About this exercise:
Only lines containing "TracingSink" are wanted from the data below. Copy those lines.

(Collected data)
========================================================================
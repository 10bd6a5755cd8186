// SPDX-License-Identifier: PMPL-1.0-or-later
// Copyright (c) 2026 Jonathan D.A. Jewell (hyperpolymath) <jonathan.jewell@open.ac.uk>
//
// Miniprint — medium-interaction printer honeypot
//
// Entry point. Parses options, initialises logging (console + log file),
// wires up the event sinks and runs the PJL listener until interrupted.

use std::fs::OpenOptions;
use std::path::{Path, PathBuf};
use std::sync::{Arc, Mutex};

use clap::Parser;
use tracing_subscriber::EnvFilter;
use tracing_subscriber::prelude::*;

use miniprint_core::config::ServerConfig;
use miniprint_core::error::{MiniprintError, Result};
use miniprint_pjl::{FanoutSink, JsonLinesSink, PjlServer, TracingSink};

/// A medium interaction printer honeypot speaking PJL on raw TCP.
#[derive(Parser, Debug)]
#[command(name = "miniprint")]
#[command(author, version, about, long_about = None)]
struct Args {
    /// JSON configuration file; flags below override its values
    #[arg(short = 'c', long)]
    config: Option<PathBuf>,

    /// Host to bind the server to [default: localhost]
    #[arg(short = 'b', long)]
    bind: Option<String>,

    /// Port to listen on [default: 9100]
    #[arg(short = 'p', long)]
    port: Option<u16>,

    /// Maximum seconds to wait for a command before disconnecting a client [default: 120]
    #[arg(short = 't', long)]
    timeout: Option<u64>,

    /// File to write the human-readable log to
    #[arg(short = 'l', long, default_value = "./miniprint.log")]
    log_file: PathBuf,

    /// Append one JSON record per session event to this file
    #[arg(short = 'e', long)]
    event_log: Option<PathBuf>,

    /// Model string reported by INFO ID
    #[arg(long)]
    printer_id: Option<String>,

    /// Front-panel message reported by INFO STATUS
    #[arg(long)]
    ready_message: Option<String>,

    /// Report the printer as offline
    #[arg(long)]
    offline: bool,
}

impl Args {
    /// Configuration file (or defaults) with command-line overrides applied.
    fn server_config(&self) -> Result<ServerConfig> {
        let mut config = match &self.config {
            Some(path) => ServerConfig::from_json_file(path)?,
            None => ServerConfig::default(),
        };

        if let Some(bind) = &self.bind {
            config.bind_host = bind.clone();
        }
        if let Some(port) = self.port {
            config.port = port;
        }
        if let Some(timeout) = self.timeout {
            config.idle_timeout_secs = timeout;
        }
        if let Some(id) = &self.printer_id {
            config.identity.id = id.clone();
        }
        if let Some(message) = &self.ready_message {
            config.identity.ready_message = message.clone();
        }
        if self.offline {
            config.identity.online = false;
        }

        config.validate()?;
        Ok(config)
    }
}

fn init_logging(log_file: &Path) -> Result<()> {
    let file = OpenOptions::new()
        .create(true)
        .append(true)
        .open(log_file)
        .map_err(|e| MiniprintError::Config(format!("log file {}: {e}", log_file.display())))?;

    tracing_subscriber::registry()
        .with(
            EnvFilter::try_from_default_env().unwrap_or_else(|_| EnvFilter::new("info")),
        )
        .with(tracing_subscriber::fmt::layer())
        .with(
            tracing_subscriber::fmt::layer()
                .with_ansi(false)
                .with_writer(Mutex::new(file)),
        )
        .init();
    Ok(())
}

#[tokio::main]
async fn main() -> Result<()> {
    let args = Args::parse();
    init_logging(&args.log_file)?;

    let config = args.server_config()?;

    let mut sink = FanoutSink::new().with(Arc::new(TracingSink));
    if let Some(path) = &args.event_log {
        sink = sink.with(Arc::new(JsonLinesSink::open(path)?));
        tracing::info!(path = %path.display(), "event journal enabled");
    }

    tracing::info!(
        printer = %config.identity.id,
        timeout_secs = config.idle_timeout_secs,
        "Miniprint starting"
    );

    let mut server = PjlServer::new(config, Arc::new(sink));
    server.start().await?;

    if let Err(e) = tokio::signal::ctrl_c().await {
        tracing::error!(error = %e, "failed to listen for shutdown signal");
    }

    server.stop().await?;
    tracing::info!("Miniprint stopped");
    Ok(())
}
========================================================================
Response area:
use miniprint_pjl::{FanoutSink, JsonLinesSink, PjlServer, TracingSink};
    let mut sink = FanoutSink::new().with(Arc::new(TracingSink));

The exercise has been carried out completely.